(Collected data)
-------

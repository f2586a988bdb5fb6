use log::debug;
use rand::rngs::StdRng;
use rand::{Rng, SeedableRng};
use rand_distr::{Distribution, Normal};

use crate::error::SimError;
use crate::types::{PerformanceProfile, ProfileMap, SimulatedLap};

/// Kalde dekk på første runde.
pub const FIRST_LAP_MULTIPLIER: f64 = 1.02;
/// Slitasje/drivstoff-hale på de siste rundene.
pub const TAIL_MULTIPLIER: f64 = 1.01;
/// Antall runder i halen.
pub const TAIL_LAPS: i64 = 5;
/// Støyens sd = profilens sd × denne.
pub const JITTER_SCALE: f64 = 0.5;

/// Rundemultiplikator. Runde 1 sjekkes først og vinner over halen,
/// også når halen overlapper første runde i korte løp.
pub fn lap_multiplier(lap_number: u32, num_laps: u32) -> f64 {
    if lap_number == 1 {
        FIRST_LAP_MULTIPLIER
    } else if i64::from(lap_number) > i64::from(num_laps) - TAIL_LAPS {
        TAIL_MULTIPLIER
    } else {
        1.0
    }
}

fn jitter_for(profile: &PerformanceProfile) -> Result<Normal<f64>, SimError> {
    if !(profile.best_lap.is_finite() && profile.best_lap >= 0.0) {
        return Err(SimError::InvalidBestLap {
            competitor_id: profile.competitor_id.clone(),
            best_lap: profile.best_lap,
        });
    }
    let invalid_sd = || SimError::InvalidStdDev {
        competitor_id: profile.competitor_id.clone(),
        std_dev: profile.std_dev,
    };
    if !(profile.std_dev.is_finite() && profile.std_dev >= 0.0) {
        return Err(invalid_sd());
    }
    Normal::new(0.0, profile.std_dev * JITTER_SCALE).map_err(|_| invalid_sd())
}

/// Genererer et fullt syntetisk løp: hver deltaker × runde 1..=num_laps.
///
/// Rundetid = max(best_lap × multiplikator + N(0, sd·0.5), best_lap).
/// Ingen simulert runde kan være raskere enn deltakerens historiske beste.
pub fn generate_race<R: Rng + ?Sized>(
    profiles: &ProfileMap,
    num_laps: u32,
    rng: &mut R,
) -> Result<Vec<SimulatedLap>, SimError> {
    if num_laps == 0 {
        return Err(SimError::InvalidLapCount(num_laps));
    }
    if profiles.is_empty() {
        return Ok(Vec::new());
    }

    // valider alt før første trekk, så en feil ikke gir halvferdig løp
    let jitters = profiles
        .values()
        .map(jitter_for)
        .collect::<Result<Vec<_>, _>>()?;

    let mut laps = Vec::with_capacity(profiles.len() * num_laps as usize);
    for ((competitor_id, profile), jitter) in profiles.iter().zip(jitters) {
        let base = profile.best_lap;
        for lap_number in 1..=num_laps {
            let candidate = base * lap_multiplier(lap_number, num_laps) + jitter.sample(rng);
            laps.push(SimulatedLap {
                competitor_id: competitor_id.clone(),
                lap_number,
                lap_duration: candidate.max(base),
                is_simulated: true,
            });
        }
    }

    debug!(
        "simulerte {} runder for {} deltakere",
        laps.len(),
        profiles.len()
    );
    Ok(laps)
}

/// Som `generate_race`, men eier RNG selv. `Some(seed)` gir reproduserbart løp.
pub fn generate_race_seeded(
    profiles: &ProfileMap,
    num_laps: u32,
    seed: Option<u64>,
) -> Result<Vec<SimulatedLap>, SimError> {
    let mut rng = match seed {
        Some(s) => StdRng::seed_from_u64(s),
        None => StdRng::from_entropy(),
    };
    generate_race(profiles, num_laps, &mut rng)
}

-------

== TASK DESCRIPTION ==
Search the records above for the string "runder" and copy each line that holds it.

== WORKED SOLUTION ==
/// Antall runder i halen.
        "simulerte {} runder for {} deltakere",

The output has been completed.